Avant de présenter la main du capitaine Danjou aux troupes le 30 avril à Aubagne, le général d’armée Michel Guignon a bien voulu répondre aux questions de Légion étrangère magazine. Retour sur un engagement hors du commun qui commence en 1956 à Saint Cyr… et qui se poursuit encore aujourd’hui aux côtés des plus jeunes légionnaires.
Propos recueillis par Jean-Luc Messager

Mon général, vous arrivez comme jeune lieutenant à la Légion étrangère, quelles sont vos premières impressions ?
En 1956, alors que la guerre d’Algérie bat son plein, le gouvernement décide de renvoyer dans leurs foyers quelques contingents de réservistes rappelés. Ma promotion de Saint-Cyr, qui est encore en école d’application, reçoit un beau matin l’ordre de partir pour l’Algérie remplacer les officiers rappelés. Corollaire : nous n’aurons de places que dans les unités comprenant des rappelés. Corollaire du corollaire : Adieu la Légion ! Grosse déception… Après un an comme chef de section dans le Constantinois, au bataillon de Corée, je demande et obtiens une mutation pour la Légion.
Le 1er octobre 1957, je réalise enfin mon rêve. En entrant au quartier Viénot, le nouvel arrivant ressentait ce que doit éprouver le jeune novice en franchissant les portes du couvent. À l’intérieur de la caserne une cour immense, tout est propre, net, peint à neuf. Il règne un silence de cathédrale, hommes et gradés se croisent et se saluent gravement, sans rien dire, en se regardant droit dans les yeux. Au fond de la cour, le monument aux morts, la voie sacrée, imposant… un autre monde. Un peu stressé quand même (j’avais vingt ans…), j’accède au saint des saints, le bureau du chef de corps. Le colonel me reçoit, aimable sans plus, pas de grands discours : « Vous êtes affecté au centre d’instruction n° 1 à Saïda, à cent kilomètres d’ici. Vous rejoindrez par le prochain convoi. »

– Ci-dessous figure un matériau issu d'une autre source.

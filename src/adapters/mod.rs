//! Concrete adapter implementations for ports.

pub mod csv_adapter;
pub mod file_config_adapter;
#[cfg(feature = "sqlite")]
pub mod sqlite_adapter;
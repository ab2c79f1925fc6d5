#![allow(dead_code)]

use chrono::{NaiveDate, NaiveDateTime};
use fundingarb::domain::differential::Differential;
use fundingarb::domain::error::FundingArbError;
use fundingarb::domain::hour::{parse_timestamp, HourRange};
pub use fundingarb::domain::observation::Observation;
use fundingarb::domain::ranking::StrategyRankingRecord;
use fundingarb::domain::returns::ReturnMetric;
use fundingarb::domain::trading_pair::{ExchangePair, TradingPair};
use fundingarb::ports::differential_port::DifferentialStore;
use fundingarb::ports::observation_port::ObservationStore;
use fundingarb::ports::ranking_port::RankingStore;
use fundingarb::ports::return_metric_port::ReturnMetricStore;
use std::collections::BTreeMap;
use std::io::Write;
use std::sync::Mutex;

type DiffKey = (String, String, String, NaiveDateTime);

/// In-memory implementation of every store port.
#[derive(Default)]
pub struct MockStore {
    pub observations: Mutex<BTreeMap<(String, String, NaiveDateTime), Observation>>,
    pub differentials: Mutex<BTreeMap<DiffKey, Differential>>,
    pub metrics: Mutex<BTreeMap<(String, NaiveDate), ReturnMetric>>,
    pub rankings: Mutex<BTreeMap<(String, NaiveDate, String), StrategyRankingRecord>>,
    /// Every store call fails with this reason when set.
    pub failure: Option<String>,
}

impl MockStore {
    pub fn new() -> Self {
        Self::default()
    }

    pub fn failing(reason: &str) -> Self {
        Self {
            failure: Some(reason.to_string()),
            ..Self::default()
        }
    }

    pub fn with_observations(self, observations: &[Observation]) -> Self {
        self.upsert_observations(observations).unwrap();
        self
    }

    pub fn diff_count(&self) -> usize {
        self.differentials.lock().unwrap().len()
    }

    fn check(&self) -> Result<(), FundingArbError> {
        match &self.failure {
            Some(reason) => Err(FundingArbError::Database {
                reason: reason.clone(),
            }),
            None => Ok(()),
        }
    }
}

fn extent(hours: impl Iterator<Item = NaiveDateTime>) -> Option<HourRange> {
    let mut hours = hours.peekable();
    let first = *hours.peek()?;
    let (lo, hi) = hours.fold((first, first), |(lo, hi), h| (lo.min(h), hi.max(h)));
    HourRange::new(lo, hi)
}

impl ObservationStore for MockStore {
    fn get_observations(
        &self,
        symbol: &str,
        exchange: &str,
        range: HourRange,
    ) -> Result<Vec<Observation>, FundingArbError> {
        self.check()?;
        Ok(self
            .observations
            .lock()
            .unwrap()
            .values()
            .filter(|o| o.symbol == symbol && o.exchange == exchange && range.contains(o.timestamp_hour))
            .cloned()
            .collect())
    }

    fn upsert_observations(&self, observations: &[Observation]) -> Result<usize, FundingArbError> {
        self.check()?;
        let mut map = self.observations.lock().unwrap();
        for o in observations {
            map.insert((o.symbol.clone(), o.exchange.clone(), o.timestamp_hour), o.clone());
        }
        Ok(observations.len())
    }

    fn observation_extent(
        &self,
        symbol: &str,
        exchange: &str,
    ) -> Result<Option<HourRange>, FundingArbError> {
        self.check()?;
        let map = self.observations.lock().unwrap();
        Ok(extent(
            map.values()
                .filter(|o| o.symbol == symbol && o.exchange == exchange)
                .map(|o| o.timestamp_hour),
        ))
    }

    fn list_symbols(&self) -> Result<Vec<String>, FundingArbError> {
        self.check()?;
        let mut symbols: Vec<String> = self.observations.lock().unwrap().keys().map(|k| k.0.clone()).collect();
        symbols.dedup();
        Ok(symbols)
    }

    fn list_exchanges(&self) -> Result<Vec<String>, FundingArbError> {
        self.check()?;
        let mut exchanges: Vec<String> = self.observations.lock().unwrap().keys().map(|k| k.1.clone()).collect();
        exchanges.sort();
        exchanges.dedup();
        Ok(exchanges)
    }
}

impl DifferentialStore for MockStore {
    fn upsert_differentials(&self, rows: &[Differential]) -> Result<usize, FundingArbError> {
        self.check()?;
        let mut map = self.differentials.lock().unwrap();
        for d in rows {
            let key = (d.symbol.clone(), d.exchange_a.clone(), d.exchange_b.clone(), d.timestamp_hour);
            map.insert(key, d.clone());
        }
        Ok(rows.len())
    }

    fn get_differential_extent(
        &self,
        symbol: &str,
        exchange_a: &str,
        exchange_b: &str,
    ) -> Result<Option<HourRange>, FundingArbError> {
        self.check()?;
        let map = self.differentials.lock().unwrap();
        Ok(extent(
            map.values()
                .filter(|d| d.symbol == symbol && d.exchange_a == exchange_a && d.exchange_b == exchange_b)
                .map(|d| d.timestamp_hour),
        ))
    }

    fn get_differentials(
        &self,
        pair: &TradingPair,
        range: Option<HourRange>,
    ) -> Result<Vec<Differential>, FundingArbError> {
        self.check()?;
        let map = self.differentials.lock().unwrap();
        Ok(map
            .values()
            .filter(|d| {
                d.symbol == pair.symbol
                    && d.exchange_a == pair.exchanges.exchange_a()
                    && d.exchange_b == pair.exchanges.exchange_b()
                    && range.is_none_or(|r| r.contains(d.timestamp_hour))
            })
            .cloned()
            .collect())
    }

    fn list_trading_pairs(&self) -> Result<Vec<TradingPair>, FundingArbError> {
        self.check()?;
        let mut pairs: Vec<TradingPair> = self
            .differentials
            .lock()
            .unwrap()
            .values()
            .filter_map(|d| d.trading_pair())
            .collect();
        pairs.sort();
        pairs.dedup();
        Ok(pairs)
    }
}

impl ReturnMetricStore for MockStore {
    fn upsert_return_metrics(&self, metrics: &[ReturnMetric]) -> Result<usize, FundingArbError> {
        self.check()?;
        let mut map = self.metrics.lock().unwrap();
        for m in metrics {
            map.insert((m.trading_pair.clone(), m.date), m.clone());
        }
        Ok(metrics.len())
    }

    fn get_return_metrics(
        &self,
        trading_pair: Option<&str>,
        start: NaiveDate,
        end: NaiveDate,
    ) -> Result<Vec<ReturnMetric>, FundingArbError> {
        self.check()?;
        let mut out: Vec<ReturnMetric> = self
            .metrics
            .lock()
            .unwrap()
            .values()
            .filter(|m| trading_pair.is_none_or(|p| m.trading_pair == p) && m.date >= start && m.date <= end)
            .cloned()
            .collect();
        out.sort_by(|a, b| a.date.cmp(&b.date).then_with(|| a.trading_pair.cmp(&b.trading_pair)));
        Ok(out)
    }

    fn latest_metric_date(&self, trading_pair: &str) -> Result<Option<NaiveDate>, FundingArbError> {
        self.check()?;
        Ok(self
            .metrics
            .lock()
            .unwrap()
            .keys()
            .filter(|(p, _)| p == trading_pair)
            .map(|(_, d)| *d)
            .max())
    }
}

impl RankingStore for MockStore {
    fn upsert_ranking(
        &self,
        strategy_name: &str,
        records: &[StrategyRankingRecord],
    ) -> Result<usize, FundingArbError> {
        self.check()?;
        if let Some(foreign) = records.iter().find(|r| r.strategy_name != strategy_name) {
            return Err(FundingArbError::StrategyInvalid {
                strategy: strategy_name.to_string(),
                reason: format!("record belongs to {}", foreign.strategy_name),
            });
        }
        let mut map = self.rankings.lock().unwrap();
        let dates: Vec<NaiveDate> = records.iter().map(|r| r.date).collect();
        map.retain(|(name, d, _), _| name != strategy_name || !dates.contains(d));
        for r in records {
            map.insert((r.strategy_name.clone(), r.date, r.trading_pair.clone()), r.clone());
        }
        Ok(records.len())
    }

    fn get_rankings(
        &self,
        strategy_name: &str,
        start: NaiveDate,
        end: NaiveDate,
    ) -> Result<Vec<StrategyRankingRecord>, FundingArbError> {
        self.check()?;
        let mut out: Vec<StrategyRankingRecord> = self
            .rankings
            .lock()
            .unwrap()
            .values()
            .filter(|r| r.strategy_name == strategy_name && r.date >= start && r.date <= end)
            .cloned()
            .collect();
        out.sort_by_key(|r| (r.date, r.rank_position));
        Ok(out)
    }

    fn clear_ranking(&self, strategy_name: &str, date: NaiveDate) -> Result<usize, FundingArbError> {
        self.check()?;
        let mut map = self.rankings.lock().unwrap();
        let before = map.len();
        map.retain(|(name, d, _), _| name != strategy_name || *d != date);
        Ok(before - map.len())
    }

    fn ranked_strategies(&self) -> Result<Vec<String>, FundingArbError> {
        self.check()?;
        let mut names: Vec<String> = self.rankings.lock().unwrap().keys().map(|k| k.0.clone()).collect();
        names.dedup();
        Ok(names)
    }
}

pub fn ts(s: &str) -> NaiveDateTime {
    parse_timestamp(s).unwrap()
}

pub fn date(s: &str) -> NaiveDate {
    NaiveDate::parse_from_str(s, "%Y-%m-%d").unwrap()
}

pub fn obs(timestamp: &str, symbol: &str, exchange: &str, rate: Option<f64>) -> Observation {
    Observation::new(ts(timestamp), symbol, exchange, rate)
}

pub fn binance_bybit() -> ExchangePair {
    ExchangePair::new("binance", "bybit").unwrap()
}

/// One observation per exchange every 8 hours for `days` days starting
/// 2025-01-01. Binance pays `rate_a`, bybit pays `rate_b`.
pub fn steady_observations(symbol: &str, days: u32, rate_a: f64, rate_b: f64) -> Vec<Observation> {
    let start = date("2025-01-01");
    let mut out = Vec::new();
    for d in 0..days {
        let day = start + chrono::Duration::days(i64::from(d));
        for hour in [0, 8, 16] {
            let t = day.and_hms_opt(hour, 0, 0).unwrap();
            out.push(Observation::new(t, symbol, "binance", Some(rate_a)));
            out.push(Observation::new(t, symbol, "bybit", Some(rate_b)));
        }
    }
    out
}

pub fn write_temp_file(content: &str, suffix: &str) -> tempfile::NamedTempFile {
    let mut file = tempfile::Builder::new().suffix(suffix).tempfile().unwrap();
    file.write_all(content.as_bytes()).unwrap();
    file.flush().unwrap();
    file
}
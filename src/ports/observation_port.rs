//! Raw funding-rate observation storage.

use crate::domain::error::FundingArbError;
use crate::domain::hour::HourRange;
use crate::domain::observation::Observation;

pub trait ObservationStore: Send + Sync {
    /// Observations for one symbol on one exchange within `range`
    /// (inclusive), ordered by hour.
    fn get_observations(
        &self,
        symbol: &str,
        exchange: &str,
        range: HourRange,
    ) -> Result<Vec<Observation>, FundingArbError>;

    /// Insert or replace by `(timestamp_hour, symbol, exchange)`.
    fn upsert_observations(&self, observations: &[Observation]) -> Result<usize, FundingArbError>;

    fn observation_extent(
        &self,
        symbol: &str,
        exchange: &str,
    ) -> Result<Option<HourRange>, FundingArbError>;

    fn list_symbols(&self) -> Result<Vec<String>, FundingArbError>;

    fn list_exchanges(&self) -> Result<Vec<String>, FundingArbError>;
}
mod differentials {
    use super::*;

    #[test]
    fn one_sided_hours_use_zero_for_the_missing_leg() {
        let store = MockStore::new().with_observations(&one_day_example());
        let report =
            refresh_differentials(&store, &store, "BTCUSDT", &binance_bybit(), RefreshMode::Incremental).unwrap();

        assert_eq!(report.windows.len(), 1);
        assert_eq!(report.windows[0].kind, WindowKind::Full);
        // 08:00 through 16:00 inclusive.
        assert_eq!(report.rows_written, 9);

        let rows = store.get_differentials(&btc_pair(), None).unwrap();
        assert_eq!(rows.len(), 9);
        assert_abs_diff_eq!(rows[0].diff.unwrap(), 0.0001, epsilon = 1e-12);
        assert_abs_diff_eq!(rows[8].diff.unwrap(), -0.0002, epsilon = 1e-12);
        assert!(rows[1..8].iter().all(|d| d.is_gap() && d.diff.is_none()));
    }

    #[test]
    fn second_refresh_writes_nothing() {
        let store = MockStore::new().with_observations(&one_day_example());
        refresh_differentials(&store, &store, "BTCUSDT", &binance_bybit(), RefreshMode::Incremental).unwrap();
        let again =
            refresh_differentials(&store, &store, "BTCUSDT", &binance_bybit(), RefreshMode::Incremental).unwrap();
        assert!(again.windows.is_empty());
        assert_eq!(again.rows_written, 0);
    }

    #[test]
    fn new_data_is_appended_only() {
        let store = MockStore::new().with_observations(&one_day_example());
        refresh_differentials(&store, &store, "BTCUSDT", &binance_bybit(), RefreshMode::Incremental).unwrap();

        store
            .upsert_observations(&[obs("2025-01-16 00:00:00", "BTCUSDT", "binance", Some(0.0005))])
            .unwrap();
        let report =
            refresh_differentials(&store, &store, "BTCUSDT", &binance_bybit(), RefreshMode::Incremental).unwrap();
        assert_eq!(report.windows.len(), 1);
        assert_eq!(report.windows[0].kind, WindowKind::Append);
        assert_eq!(report.windows[0].range.start(), ts("2025-01-15 17:00:00"));
        assert_eq!(report.rows_written, 8);
        assert_eq!(store.diff_count(), 17);
    }

    #[test]
    fn full_refresh_rewrites_everything() {
        let store = MockStore::new().with_observations(&one_day_example());
        refresh_differentials(&store, &store, "BTCUSDT", &binance_bybit(), RefreshMode::Incremental).unwrap();
        let report = refresh_differentials(&store, &store, "BTCUSDT", &binance_bybit(), RefreshMode::Full).unwrap();
        assert_eq!(report.rows_written, 9);
        assert_eq!(store.diff_count(), 9);
    }

    #[test]
    fn separate_requested_windows_leave_no_hole() {
        let store = MockStore::new().with_observations(&hourly_observations(101));
        assert_contiguous_after(&store, &store, &[hour_window(0, 10), hour_window(50, 60)]);
        assert_eq!(store.diff_count(), 61);

        assert_contiguous_after(&store, &store, &[RefreshMode::Incremental]);
        assert_eq!(store.diff_count(), 101);
    }

    #[test]
    fn requested_window_before_existing_result_backfills_the_gap() {
        let store = MockStore::new().with_observations(&hourly_observations(101));
        assert_contiguous_after(&store, &store, &[hour_window(80, 90), hour_window(5, 10), RefreshMode::Incremental]);
        assert_eq!(store.diff_count(), 101);
    }

    #[test]
    fn unknown_symbol_is_no_data() {
        let store = MockStore::new().with_observations(&one_day_example());
        let err = refresh_all_differentials(
            &store,
            &store,
            &["ETHUSDT".to_string()],
            &[binance_bybit()],
            RefreshMode::Incremental,
        )
        .unwrap_err();
        assert!(matches!(err, FundingArbError::NoData { .. }));
    }

    #[test]
    fn store_failures_propagate() {
        let store = MockStore::failing("disk gone");
        let err =
            refresh_differentials(&store, &store, "BTCUSDT", &binance_bybit(), RefreshMode::Incremental).unwrap_err();
        assert!(err.to_string().contains("disk gone"));
    }
}
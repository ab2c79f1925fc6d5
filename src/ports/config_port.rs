//! Configuration access port trait.

pub trait ConfigPort {
    fn get_string(&self, section: &str, key: &str) -> Option<String>;
    fn get_int(&self, section: &str, key: &str, default: i64) -> i64;
    fn get_double(&self, section: &str, key: &str, default: f64) -> f64;
    fn get_bool(&self, section: &str, key: &str, default: bool) -> bool;
    /// Section names, sorted.
    fn sections(&self) -> Vec<String>;
}
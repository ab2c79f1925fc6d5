//! Strategy ranking storage.

use crate::domain::error::FundingArbError;
use crate::domain::ranking::StrategyRankingRecord;
use chrono::NaiveDate;

pub trait RankingStore: Send + Sync {
    /// Store `records` as the complete ranking of every date they carry:
    /// rows previously stored for those dates are replaced, not merged.
    /// Records for other strategies are rejected.
    fn upsert_ranking(
        &self,
        strategy_name: &str,
        records: &[StrategyRankingRecord],
    ) -> Result<usize, FundingArbError>;

    /// Rankings for one strategy within `[start, end]`, ordered by date then
    /// rank.
    fn get_rankings(
        &self,
        strategy_name: &str,
        start: NaiveDate,
        end: NaiveDate,
    ) -> Result<Vec<StrategyRankingRecord>, FundingArbError>;

    /// Drop the stored ranking of one strategy on one date.
    fn clear_ranking(&self, strategy_name: &str, date: NaiveDate) -> Result<usize, FundingArbError>;

    fn ranked_strategies(&self) -> Result<Vec<String>, FundingArbError>;
}
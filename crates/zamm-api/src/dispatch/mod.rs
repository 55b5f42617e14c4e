//! Single-command dispatch.
//!
//! A command is a method name plus a JSON argument string. The dispatcher
//! resolves the name against an immutable [`MethodRegistry`], parses the
//! arguments, lets the method's descriptor decode them, run its handler, and
//! encode the result, then renders the response as one line of JSON text.
//!
//! ```text
//! ("greet", "{\"name\":\"World\"}")
//!   -> {"greeting":"Hello, World! You have been greeted from Rust"}
//! ```
//!
//! Each call either returns one complete JSON document or one
//! [`DispatchError`]; there is no partial output.
//!
//! [`MethodRegistry`]: crate::registry::MethodRegistry

mod dispatcher;
mod errors;

pub use dispatcher::{DISPATCH_TARGET, Dispatcher};
pub use errors::{DispatchError, HandlerError};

À Saïda, l’ambiance est moins solennelle mais la discipline légionnaire s’exerce avec la même rigueur. Je prends le commandement d’une section d’instruction. L’effectif est «germanique» à 60 %, le reste est composé d’Italiens, d’Espagnols, de Hongrois et de Gaulois. L’instruction est dure. Il s’agit en quatre mois de transformer en combattants tous ces gens qui viennent des quatre coins d’Europe. Sport, marche, tir, actes élémentaires du combattant, un peu de français, un peu de règlement…
J’ai promis une caisse de bière à celui de ma section qui me battrait au parcours du combattant. Mes types vont s’entraîner le dimanche pour battre le lieutenant. Deux ou trois y arrivent. Super ! On trinque tous ensemble. Mes gars se transforment de jour en jour, ils deviennent plus costauds, plus sûrs d’eux, commencent à avoir de la gueule… Au bout de quatre mois, je les vois partir le coeur serré, vers les régiments opérationnels… Et moi je recommence avec une nouvelle incorporation. Ce boulot d’instructeur est passionnant mais j’enrage quand même : j’aimerais bien, moi aussi, aller faire la guerre. Fin 1958, je suis enfin exaucé. Affecté au 1er REP. Alléluia !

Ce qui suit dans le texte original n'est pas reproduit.